» **EXERCISE DIRECTIONS**: Copy whichever lines of the data hold the word "match".

[Collected data entries]
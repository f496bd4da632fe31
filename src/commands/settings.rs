//! `set` and `config` commands.

use super::{split_subcommand, unknown_subcommand, SubcommandList};
use crate::config::{ConfigLoader, ShellConfig};
use crate::error::ShellError;
use crate::output::{Describe, DisplayValue};
use crate::shell::{Command, ExecutionContext, Subcommands};
use std::path::PathBuf;
use tracing::info;

const SET_USAGE: &str = "set [output|server|username|auth|timeout|history-size|verify-tls <value>]";
const CONFIG_USAGE: &str = "config show | config save [path] | config path";

static SET_SUBCOMMANDS: SubcommandList = SubcommandList(&[
    "auth",
    "history-size",
    "output",
    "server",
    "timeout",
    "username",
    "verify-tls",
]);

static CONFIG_SUBCOMMANDS: SubcommandList = SubcommandList(&["show", "save", "path"]);

/// Current settings in display order.
struct Settings<'a>(&'a ShellConfig);

impl Describe for Settings<'_> {
    fn describe(&self) -> DisplayValue {
        let c = self.0;
        DisplayValue::Map(vec![
            ("server".to_string(), DisplayValue::text(c.server.clone())),
            ("username".to_string(), c.username.clone().into()),
            ("auth".to_string(), DisplayValue::text(c.auth_method.clone())),
            ("output".to_string(), DisplayValue::text(c.output_format.clone())),
            ("timeout".to_string(), DisplayValue::Int(c.timeout_secs as i64)),
            ("history-size".to_string(), c.history_size.into()),
            ("verify-tls".to_string(), DisplayValue::Bool(c.verify_tls)),
            ("ccp".to_string(), DisplayValue::Bool(c.ccp.is_some())),
        ])
    }
}

pub struct SetCommand;

impl Command for SetCommand {
    fn name(&self) -> &str {
        "set"
    }

    fn description(&self) -> &str {
        "Show or change session settings (output format, server, ...)"
    }

    fn usage(&self) -> &str {
        SET_USAGE
    }

    fn subcommands(&self) -> Option<&dyn Subcommands> {
        Some(&SET_SUBCOMMANDS)
    }

    fn execute(&self, ctx: &mut ExecutionContext<'_>, args: &[String]) -> Result<(), ShellError> {
        match args {
            [] => ctx.output.format(&Settings(ctx.config).describe()),
            [key, value] => {
                ctx.config.set(key, value)?;
                ctx.output.set_format(ctx.config.output_format());
                info!(key = %key, "Setting changed");
                ctx.output.message(format!("{} = {}", key, value))
            }
            _ => Err(ShellError::Usage(SET_USAGE.to_string())),
        }
    }
}

pub struct ConfigCommand;

impl Command for ConfigCommand {
    fn name(&self) -> &str {
        "config"
    }

    fn description(&self) -> &str {
        "Show, locate or save the configuration file"
    }

    fn usage(&self) -> &str {
        CONFIG_USAGE
    }

    fn subcommands(&self) -> Option<&dyn Subcommands> {
        Some(&CONFIG_SUBCOMMANDS)
    }

    fn execute(&self, ctx: &mut ExecutionContext<'_>, args: &[String]) -> Result<(), ShellError> {
        let (sub, rest) = split_subcommand(args, CONFIG_USAGE)?;
        match sub {
            "show" => ctx.output.format(&Settings(ctx.config).describe()),
            "path" => {
                let path = default_path()?;
                ctx.output.message(path.display().to_string())
            }
            "save" => {
                let path = match rest.first() {
                    Some(p) => PathBuf::from(p),
                    None => default_path()?,
                };
                ConfigLoader::save(ctx.config, &path)?;
                info!(path = %path.display(), "Configuration saved");
                ctx.output
                    .message(format!("Configuration saved to {}", path.display()))
            }
            other => Err(unknown_subcommand("config", other, CONFIG_USAGE)),
        }
    }
}

fn default_path() -> Result<PathBuf, ShellError> {
    ConfigLoader::default_path()
        .ok_or_else(|| ShellError::Config("cannot determine the configuration directory".to_string()))
}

» **FINISHED TASK**:
        match args {
        match sub {
                let path = match rest.first() {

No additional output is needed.